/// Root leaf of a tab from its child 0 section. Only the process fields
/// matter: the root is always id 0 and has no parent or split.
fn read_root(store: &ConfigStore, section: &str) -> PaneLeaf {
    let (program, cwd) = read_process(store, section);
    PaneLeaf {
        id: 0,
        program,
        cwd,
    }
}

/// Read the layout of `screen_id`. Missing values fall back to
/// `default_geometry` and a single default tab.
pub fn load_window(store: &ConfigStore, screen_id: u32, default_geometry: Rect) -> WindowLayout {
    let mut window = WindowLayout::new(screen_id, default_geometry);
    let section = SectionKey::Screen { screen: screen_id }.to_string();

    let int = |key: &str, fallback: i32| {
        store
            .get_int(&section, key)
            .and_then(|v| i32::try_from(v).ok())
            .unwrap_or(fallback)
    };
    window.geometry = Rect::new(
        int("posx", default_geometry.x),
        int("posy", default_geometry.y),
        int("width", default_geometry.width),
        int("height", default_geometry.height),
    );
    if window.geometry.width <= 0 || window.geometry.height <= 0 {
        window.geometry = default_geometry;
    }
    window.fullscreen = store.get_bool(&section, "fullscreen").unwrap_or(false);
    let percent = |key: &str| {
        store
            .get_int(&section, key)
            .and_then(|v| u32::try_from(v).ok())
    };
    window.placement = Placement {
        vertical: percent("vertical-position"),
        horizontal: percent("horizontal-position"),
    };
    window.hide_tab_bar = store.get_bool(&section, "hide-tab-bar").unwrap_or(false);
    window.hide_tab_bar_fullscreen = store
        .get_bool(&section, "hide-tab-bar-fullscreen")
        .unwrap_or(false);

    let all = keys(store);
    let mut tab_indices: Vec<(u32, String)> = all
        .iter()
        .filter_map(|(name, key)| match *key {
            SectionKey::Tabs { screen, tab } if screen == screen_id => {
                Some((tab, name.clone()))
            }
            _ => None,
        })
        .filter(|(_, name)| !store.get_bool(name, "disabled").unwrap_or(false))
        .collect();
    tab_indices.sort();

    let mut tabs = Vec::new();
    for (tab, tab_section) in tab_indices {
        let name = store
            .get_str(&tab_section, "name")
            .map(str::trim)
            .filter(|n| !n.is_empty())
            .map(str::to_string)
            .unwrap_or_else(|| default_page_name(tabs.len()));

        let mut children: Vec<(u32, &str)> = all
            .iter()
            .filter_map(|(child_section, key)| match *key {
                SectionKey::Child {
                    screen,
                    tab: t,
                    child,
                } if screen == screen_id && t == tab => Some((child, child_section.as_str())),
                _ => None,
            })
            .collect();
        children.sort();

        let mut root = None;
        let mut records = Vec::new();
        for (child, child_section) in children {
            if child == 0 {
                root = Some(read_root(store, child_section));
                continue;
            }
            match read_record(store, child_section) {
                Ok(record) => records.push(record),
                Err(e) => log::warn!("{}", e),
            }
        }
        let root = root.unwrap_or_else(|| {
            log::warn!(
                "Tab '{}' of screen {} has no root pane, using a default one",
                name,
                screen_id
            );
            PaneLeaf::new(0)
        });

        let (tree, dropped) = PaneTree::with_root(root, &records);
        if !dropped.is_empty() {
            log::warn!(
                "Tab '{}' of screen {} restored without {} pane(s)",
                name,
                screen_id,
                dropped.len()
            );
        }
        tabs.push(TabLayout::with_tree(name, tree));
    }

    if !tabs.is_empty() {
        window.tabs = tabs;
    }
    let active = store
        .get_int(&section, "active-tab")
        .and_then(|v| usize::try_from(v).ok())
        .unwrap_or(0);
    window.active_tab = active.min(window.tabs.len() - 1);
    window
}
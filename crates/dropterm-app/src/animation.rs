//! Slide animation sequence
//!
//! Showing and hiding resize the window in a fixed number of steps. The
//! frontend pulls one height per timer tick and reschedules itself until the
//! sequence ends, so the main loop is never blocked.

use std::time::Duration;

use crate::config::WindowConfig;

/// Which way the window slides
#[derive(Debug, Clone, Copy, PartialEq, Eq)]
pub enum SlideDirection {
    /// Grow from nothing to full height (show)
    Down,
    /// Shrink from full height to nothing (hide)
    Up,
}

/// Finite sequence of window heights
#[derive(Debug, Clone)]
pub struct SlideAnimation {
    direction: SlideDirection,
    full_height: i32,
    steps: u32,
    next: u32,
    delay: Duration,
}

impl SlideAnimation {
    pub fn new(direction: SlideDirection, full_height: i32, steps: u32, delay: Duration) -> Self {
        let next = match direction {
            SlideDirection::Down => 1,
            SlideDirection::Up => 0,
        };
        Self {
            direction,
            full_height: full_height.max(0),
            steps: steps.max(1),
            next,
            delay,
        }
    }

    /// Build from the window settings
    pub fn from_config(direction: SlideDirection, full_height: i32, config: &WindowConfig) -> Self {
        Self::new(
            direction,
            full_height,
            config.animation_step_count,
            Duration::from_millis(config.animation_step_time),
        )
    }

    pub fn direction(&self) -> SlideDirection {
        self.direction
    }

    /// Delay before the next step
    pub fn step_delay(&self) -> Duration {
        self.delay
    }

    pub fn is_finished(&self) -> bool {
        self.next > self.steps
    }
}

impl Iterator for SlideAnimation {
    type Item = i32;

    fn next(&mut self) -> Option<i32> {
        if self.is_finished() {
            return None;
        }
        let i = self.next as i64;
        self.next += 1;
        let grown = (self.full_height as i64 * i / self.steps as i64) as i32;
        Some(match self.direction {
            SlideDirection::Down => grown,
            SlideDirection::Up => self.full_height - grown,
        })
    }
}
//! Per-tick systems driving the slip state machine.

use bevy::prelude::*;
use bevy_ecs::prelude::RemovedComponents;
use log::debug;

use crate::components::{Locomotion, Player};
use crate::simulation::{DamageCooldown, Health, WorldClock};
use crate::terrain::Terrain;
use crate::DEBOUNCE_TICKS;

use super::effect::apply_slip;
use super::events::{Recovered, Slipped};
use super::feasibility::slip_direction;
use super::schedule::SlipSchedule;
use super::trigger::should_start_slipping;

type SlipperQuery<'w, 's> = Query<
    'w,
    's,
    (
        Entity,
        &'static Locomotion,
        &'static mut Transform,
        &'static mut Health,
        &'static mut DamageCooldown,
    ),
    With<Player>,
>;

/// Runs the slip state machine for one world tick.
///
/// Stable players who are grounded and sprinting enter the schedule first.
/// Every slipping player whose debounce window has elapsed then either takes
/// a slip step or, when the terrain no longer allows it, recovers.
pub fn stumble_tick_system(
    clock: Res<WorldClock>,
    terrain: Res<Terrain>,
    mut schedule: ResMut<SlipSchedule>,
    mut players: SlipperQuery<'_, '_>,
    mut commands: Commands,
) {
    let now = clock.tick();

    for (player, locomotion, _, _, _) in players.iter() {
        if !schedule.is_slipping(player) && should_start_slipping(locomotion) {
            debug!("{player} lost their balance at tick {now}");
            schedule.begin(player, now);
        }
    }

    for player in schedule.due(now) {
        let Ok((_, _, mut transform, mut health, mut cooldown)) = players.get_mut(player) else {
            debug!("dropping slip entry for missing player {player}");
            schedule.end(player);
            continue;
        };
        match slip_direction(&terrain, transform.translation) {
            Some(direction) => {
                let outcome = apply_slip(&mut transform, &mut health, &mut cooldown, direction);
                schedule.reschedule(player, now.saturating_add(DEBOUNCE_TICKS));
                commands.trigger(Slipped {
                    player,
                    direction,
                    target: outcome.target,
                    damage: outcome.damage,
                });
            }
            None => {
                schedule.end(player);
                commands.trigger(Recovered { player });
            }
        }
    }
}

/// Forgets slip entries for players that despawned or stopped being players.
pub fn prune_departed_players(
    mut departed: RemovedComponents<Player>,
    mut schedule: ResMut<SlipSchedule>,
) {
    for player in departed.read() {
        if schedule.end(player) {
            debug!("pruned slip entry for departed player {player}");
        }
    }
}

__________________________________________________

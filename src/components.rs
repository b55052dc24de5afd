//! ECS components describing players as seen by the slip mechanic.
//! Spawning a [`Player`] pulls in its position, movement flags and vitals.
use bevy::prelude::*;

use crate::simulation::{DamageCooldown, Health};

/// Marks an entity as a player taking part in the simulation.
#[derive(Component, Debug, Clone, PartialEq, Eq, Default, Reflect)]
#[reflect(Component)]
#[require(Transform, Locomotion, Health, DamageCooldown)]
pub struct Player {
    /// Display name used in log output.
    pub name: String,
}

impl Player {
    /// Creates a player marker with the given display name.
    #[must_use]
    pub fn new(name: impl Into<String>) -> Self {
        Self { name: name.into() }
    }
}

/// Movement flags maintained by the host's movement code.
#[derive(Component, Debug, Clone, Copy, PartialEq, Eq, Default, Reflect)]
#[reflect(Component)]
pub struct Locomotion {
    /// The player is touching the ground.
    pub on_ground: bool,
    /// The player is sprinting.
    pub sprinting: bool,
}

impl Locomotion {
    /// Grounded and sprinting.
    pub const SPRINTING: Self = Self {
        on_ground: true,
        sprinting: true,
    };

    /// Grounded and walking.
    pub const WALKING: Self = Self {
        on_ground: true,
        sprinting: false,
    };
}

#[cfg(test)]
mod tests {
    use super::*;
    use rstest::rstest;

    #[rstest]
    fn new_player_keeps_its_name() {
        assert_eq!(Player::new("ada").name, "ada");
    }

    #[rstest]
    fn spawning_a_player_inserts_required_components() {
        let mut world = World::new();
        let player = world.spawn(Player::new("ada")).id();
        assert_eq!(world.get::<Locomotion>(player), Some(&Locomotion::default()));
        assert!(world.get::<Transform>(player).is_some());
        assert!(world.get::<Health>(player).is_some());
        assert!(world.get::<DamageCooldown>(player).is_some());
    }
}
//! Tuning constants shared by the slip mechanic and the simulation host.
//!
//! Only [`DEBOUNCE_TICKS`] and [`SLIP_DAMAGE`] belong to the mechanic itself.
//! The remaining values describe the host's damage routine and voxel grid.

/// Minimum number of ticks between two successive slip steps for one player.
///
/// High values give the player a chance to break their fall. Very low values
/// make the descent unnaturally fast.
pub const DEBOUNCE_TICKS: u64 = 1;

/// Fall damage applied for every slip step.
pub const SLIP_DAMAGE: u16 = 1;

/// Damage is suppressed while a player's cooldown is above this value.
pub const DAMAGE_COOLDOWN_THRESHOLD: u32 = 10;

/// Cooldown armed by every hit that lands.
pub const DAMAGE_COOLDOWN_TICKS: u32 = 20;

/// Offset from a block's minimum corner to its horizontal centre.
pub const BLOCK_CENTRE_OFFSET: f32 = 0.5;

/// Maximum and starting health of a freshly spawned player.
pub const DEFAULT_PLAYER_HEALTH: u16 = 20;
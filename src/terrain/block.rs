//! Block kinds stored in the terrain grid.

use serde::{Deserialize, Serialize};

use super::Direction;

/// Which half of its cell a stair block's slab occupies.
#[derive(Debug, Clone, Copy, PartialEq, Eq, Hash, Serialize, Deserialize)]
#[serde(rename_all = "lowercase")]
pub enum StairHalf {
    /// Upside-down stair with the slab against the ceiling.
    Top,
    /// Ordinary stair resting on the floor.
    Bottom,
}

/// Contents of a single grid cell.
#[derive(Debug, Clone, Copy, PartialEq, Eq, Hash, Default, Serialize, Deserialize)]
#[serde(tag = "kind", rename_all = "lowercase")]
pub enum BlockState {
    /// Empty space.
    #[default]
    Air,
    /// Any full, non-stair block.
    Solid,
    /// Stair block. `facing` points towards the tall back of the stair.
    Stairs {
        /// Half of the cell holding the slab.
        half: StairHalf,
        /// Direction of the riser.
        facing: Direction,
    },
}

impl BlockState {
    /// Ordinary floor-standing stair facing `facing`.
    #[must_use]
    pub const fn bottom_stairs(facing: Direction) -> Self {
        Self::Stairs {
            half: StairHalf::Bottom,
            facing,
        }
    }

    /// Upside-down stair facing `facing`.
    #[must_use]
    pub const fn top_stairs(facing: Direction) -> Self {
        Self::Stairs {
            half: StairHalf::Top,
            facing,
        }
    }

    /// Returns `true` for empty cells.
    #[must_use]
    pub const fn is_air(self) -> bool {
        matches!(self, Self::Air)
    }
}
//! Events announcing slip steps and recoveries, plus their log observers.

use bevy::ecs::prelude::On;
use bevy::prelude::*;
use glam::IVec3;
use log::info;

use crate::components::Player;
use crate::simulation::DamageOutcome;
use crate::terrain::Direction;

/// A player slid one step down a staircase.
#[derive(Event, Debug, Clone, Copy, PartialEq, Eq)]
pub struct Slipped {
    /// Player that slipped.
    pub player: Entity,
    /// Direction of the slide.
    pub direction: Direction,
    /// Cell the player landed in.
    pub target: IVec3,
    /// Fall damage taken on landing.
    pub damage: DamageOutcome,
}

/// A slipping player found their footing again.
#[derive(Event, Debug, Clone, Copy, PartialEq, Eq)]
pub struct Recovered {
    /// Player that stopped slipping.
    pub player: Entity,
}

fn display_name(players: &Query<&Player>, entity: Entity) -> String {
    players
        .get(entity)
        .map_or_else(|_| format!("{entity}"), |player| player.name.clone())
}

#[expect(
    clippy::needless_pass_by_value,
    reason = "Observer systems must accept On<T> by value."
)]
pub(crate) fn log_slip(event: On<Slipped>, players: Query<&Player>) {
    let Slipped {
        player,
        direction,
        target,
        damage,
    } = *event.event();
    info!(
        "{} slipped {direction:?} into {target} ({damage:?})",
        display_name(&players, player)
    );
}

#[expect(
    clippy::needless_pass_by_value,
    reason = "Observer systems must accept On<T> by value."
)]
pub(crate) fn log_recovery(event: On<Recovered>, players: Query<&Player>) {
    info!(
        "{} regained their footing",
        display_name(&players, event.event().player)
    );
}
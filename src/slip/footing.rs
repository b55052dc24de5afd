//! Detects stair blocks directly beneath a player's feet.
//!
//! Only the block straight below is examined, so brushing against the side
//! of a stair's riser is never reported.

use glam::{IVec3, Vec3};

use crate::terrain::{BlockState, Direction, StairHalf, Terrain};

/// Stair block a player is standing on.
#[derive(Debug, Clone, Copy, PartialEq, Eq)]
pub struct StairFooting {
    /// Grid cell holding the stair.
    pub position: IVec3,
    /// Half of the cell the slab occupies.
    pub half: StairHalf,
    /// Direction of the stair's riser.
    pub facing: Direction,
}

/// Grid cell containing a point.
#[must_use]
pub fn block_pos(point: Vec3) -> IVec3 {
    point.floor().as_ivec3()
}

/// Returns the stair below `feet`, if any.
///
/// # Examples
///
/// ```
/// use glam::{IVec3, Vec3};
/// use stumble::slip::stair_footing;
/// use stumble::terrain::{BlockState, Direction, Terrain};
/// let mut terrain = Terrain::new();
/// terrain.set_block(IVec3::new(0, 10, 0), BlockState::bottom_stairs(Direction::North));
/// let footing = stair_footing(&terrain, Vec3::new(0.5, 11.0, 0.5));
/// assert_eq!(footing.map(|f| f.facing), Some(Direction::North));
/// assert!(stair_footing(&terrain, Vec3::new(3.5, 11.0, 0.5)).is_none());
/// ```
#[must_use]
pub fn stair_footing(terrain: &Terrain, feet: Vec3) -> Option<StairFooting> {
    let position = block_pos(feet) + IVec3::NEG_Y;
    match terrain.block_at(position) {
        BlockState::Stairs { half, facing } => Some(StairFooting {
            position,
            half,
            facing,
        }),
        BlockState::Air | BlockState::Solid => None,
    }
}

__________________________________________________

Copy out every line from the data above in which the word "that" occurs.

/// Forgets slip entries for players that despawned or stopped being players.
/// Cooldown armed by every hit that lands.
    /// Player that slipped.
    /// Player that stopped slipping.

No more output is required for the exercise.